# Meet Rook



## garydogz (May 16, 2008)

Hi all. These are pics of my little Rook. Hope you like them


----------



## andrea 35 (Nov 22, 2007)

garydogz said:


> Hi all. These are pics of my little Rook. Hope you like them


Rook is too cute is she a Beagle , ??


----------



## scosha37 (Feb 24, 2008)

Awww Cute.......:thumbup: got those sad eyes too...


----------



## Guest (Dec 7, 2008)

Ahh bless, so cute....lovely pics


----------



## Natik (Mar 9, 2008)

he is lovely...the last picture of him running is really good


----------



## Guest (Dec 7, 2008)

Hi Rook - pleased to meet you# handsome little fellow that you are!
xxxxx


----------



## garydogz (May 16, 2008)

andrea 35 said:


> Rook is too cute is she a Beagle , ??


He is a Beagle cross. Lively little chap. Sharp as a knife.


----------



## shortbackandsides (Aug 28, 2008)

garydogz said:


> He is a Beagle cross. Lively little chap. Sharp as a knife.

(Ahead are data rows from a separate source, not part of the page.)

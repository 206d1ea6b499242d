//! Ordered table of candidate paths.

use thiserror::Error;

use super::path::{CandidatePath, PathParseError};

/// Errors that can occur while building a candidate table.
#[derive(Debug, Clone, PartialEq, Eq, Error)]
pub enum TableError {
    #[error("candidate table must contain at least one path")]
    Empty,

    #[error("invalid candidate path: {0}")]
    Path(#[from] PathParseError),
}

/// Candidate paths in priority order, most specific first.
///
/// The table is data: it is built from configuration or from
/// [`CandidateTable::default`], never from traversal code.
#[derive(Debug, Clone, PartialEq, Eq)]
pub struct CandidateTable {
    paths: Vec<CandidatePath>,
}

impl CandidateTable {
    /// Creates a table from explicit paths.
    pub fn new(paths: Vec<CandidatePath>) -> Result<Self, TableError> {
        if paths.is_empty() {
            return Err(TableError::Empty);
        }
        Ok(Self { paths })
    }

    /// Parses a table from path notations, preserving order.
    pub fn parse<I, S>(notations: I) -> Result<Self, TableError>
    where
        I: IntoIterator<Item = S>,
        S: AsRef<str>,
    {
        let paths = notations
            .into_iter()
            .map(|n| n.as_ref().parse::<CandidatePath>())
            .collect::<Result<Vec<_>, _>>()?;
        Self::new(paths)
    }

    /// Parses a comma-separated list of notations. Blank entries are skipped.
    pub fn from_list(list: &str) -> Result<Self, TableError> {
        Self::parse(list.split(',').filter(|entry| !entry.trim().is_empty()))
    }

    /// Returns the paths in priority order.
    pub fn paths(&self) -> &[CandidatePath] {
        &self.paths
    }

    /// Iterates over the paths in priority order.
    pub fn iter(&self) -> std::slice::Iter<'_, CandidatePath> {
        self.paths.iter()
    }

    pub fn len(&self) -> usize {
        self.paths.len()
    }

    pub fn is_empty(&self) -> bool {
        self.paths.is_empty()
    }
}

impl Default for CandidateTable {
    /// Shapes observed from the Langflow run API.
    fn default() -> Self {
        let first_output = || {
            CandidatePath::root()
                .key("outputs")
                .index(0)
                .key("outputs")
        };

        Self {
            paths: vec![
                first_output().index(0).key("results").key("message").key("text"),
                first_output()
                    .index(0)
                    .key("results")
                    .key("message")
                    .key("data")
                    .key("text"),
                first_output().index(0).key("artifacts").key("message"),
                first_output().index(0).key("messages").index(0).key("message"),
                first_output().key("message").key("text"),
                first_output().key("message").key("data").key("text"),
                first_output().key("message"),
                CandidatePath::root()
                    .key("outputs")
                    .index(0)
                    .key("artifacts")
                    .key("message"),
                CandidatePath::root().key("output"),
            ],
        }
    }
}

impl<'a> IntoIterator for &'a CandidateTable {
    type Item = &'a CandidatePath;
    type IntoIter = std::slice::Iter<'a, CandidatePath>;

    fn into_iter(self) -> Self::IntoIter {
        self.paths.iter()
    }
}

#[cfg(test)]
mod tests {
    use super::*;

    #[test]
    fn default_table_lists_known_shapes_in_order() {
        let notations: Vec<String> = CandidateTable::default()
            .iter()
            .map(|p| p.to_string())
            .collect();

        assert_eq!(
            notations,
            vec![
                "outputs[0].outputs[0].results.message.text",
                "outputs[0].outputs[0].results.message.data.text",
                "outputs[0].outputs[0].artifacts.message",
                "outputs[0].outputs[0].messages[0].message",
                "outputs[0].outputs.message.text",
                "outputs[0].outputs.message.data.text",
                "outputs[0].outputs.message",
                "outputs[0].artifacts.message",
                "output",
            ]
        );
    }

    #[test]
    fn from_list_preserves_order_and_skips_blanks() {
        let table = CandidateTable::from_list(" output , ,outputs[0].artifacts.message,").unwrap();
        assert_eq!(table.len(), 2);
        assert_eq!(table.paths()[0].to_string(), "output");
        assert_eq!(table.paths()[1].to_string(), "outputs[0].artifacts.message");
    }

    #[test]
    fn empty_table_is_rejected() {
        assert_eq!(CandidateTable::new(vec![]), Err(TableError::Empty));
        assert_eq!(CandidateTable::from_list(" , "), Err(TableError::Empty));
    }

    #[test]
    fn invalid_notation_is_reported() {
        let err = CandidateTable::from_list("output,outputs[x]").unwrap_err();
        assert!(matches!(err, TableError::Path(PathParseError::InvalidIndex { .. })));
    }
}
//! Langflow Relay server binary.

use std::error::Error;
use std::sync::Arc;

use tracing_subscriber::{fmt, layer::SubscriberExt, util::SubscriberInitExt, EnvFilter};

use langflow_relay::adapters::http::{build_router, AnalysisAppState};
use langflow_relay::adapters::{LangflowClient, MockFlowRunner};
use langflow_relay::config::{AppConfig, ServerConfig};
use langflow_relay::ports::{FlowRunner, TranscriptStore};

#[tokio::main]
async fn main() -> Result<(), Box<dyn Error>> {
    let config = AppConfig::load()?;
    init_tracing(&config.server);
    config.validate()?;

    let runner: Arc<dyn FlowRunner> = match config.langflow.client_config() {
        Some(client_config) => Arc::new(LangflowClient::new(client_config)?),
        None => {
            tracing::warn!("Langflow mock runner enabled, answers are canned");
            Arc::new(MockFlowRunner::new())
        }
    };
    let transcript: Arc<dyn TranscriptStore> = Arc::new(config.transcript.in_memory_store());
    let extractor = config.extraction.extractor()?;

    tracing::info!(
        runner = %runner.runner_info().name,
        candidate_paths = extractor.table().len(),
        textual_fallback = extractor.textual_fallback(),
        transcript = config.transcript.enabled,
        "Starting langflow-relay"
    );

    let state = AnalysisAppState::new(runner, transcript, extractor, config.transcript.enabled);
    let app = build_router(state, &config.server);

    let addr = config.server.socket_addr()?;
    let listener = tokio::net::TcpListener::bind(addr).await?;
    tracing::info!("Listening on {}", addr);

    axum::serve(listener, app)
        .with_graceful_shutdown(shutdown_signal())
        .await?;

    tracing::info!("Server stopped");
    Ok(())
}

/// JSON logs in production, human-readable otherwise. `RUST_LOG` wins over
/// the configured level.
fn init_tracing(server: &ServerConfig) {
    let filter = EnvFilter::try_from_default_env()
        .unwrap_or_else(|_| EnvFilter::new(&server.log_level));
    let registry = tracing_subscriber::registry().with(filter);

    if server.is_production() {
        registry.with(fmt::layer().json()).init();
    } else {
        registry.with(fmt::layer()).init();
    }
}

async fn shutdown_signal() {
    if let Err(e) = tokio::signal::ctrl_c().await {
        tracing::error!("Failed to listen for shutdown signal: {}", e);
        std::future::pending::<()>().await;
    }
    tracing::info!("Shutdown signal received");
}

not a beagle x poodle(boodle)i hope he`s very sweet.


----------



## garydogz (May 16, 2008)

shortbackandsides said:


> not a beagle x poodle(boodle)i hope he`s very sweet.


No Poodle in there. Parson JRT. Makes Rook a Jack-a-Bee.
I like the 1st pic (face) myself.


----------



## lucy and jake (Dec 2, 2008)

What a sweetheart, I love the last picture.


----------



## JANICE199 (Feb 1, 2008)

*WOW what a handsome looking chap..*


----------



## Katie&Cody (Dec 4, 2008)

garydogz said:


> He is a Beagle cross. Lively little chap. Sharp as a knife.


He looks lovely. Bet you are very proud.


----------



## kazkat (Dec 7, 2008)

Quite adorable!


----------



## garydogz (May 16, 2008)

Just trying out the signature button.


----------



## noushka05 (Mar 28, 2008)

Rook is one Gorgeous puppy!


----------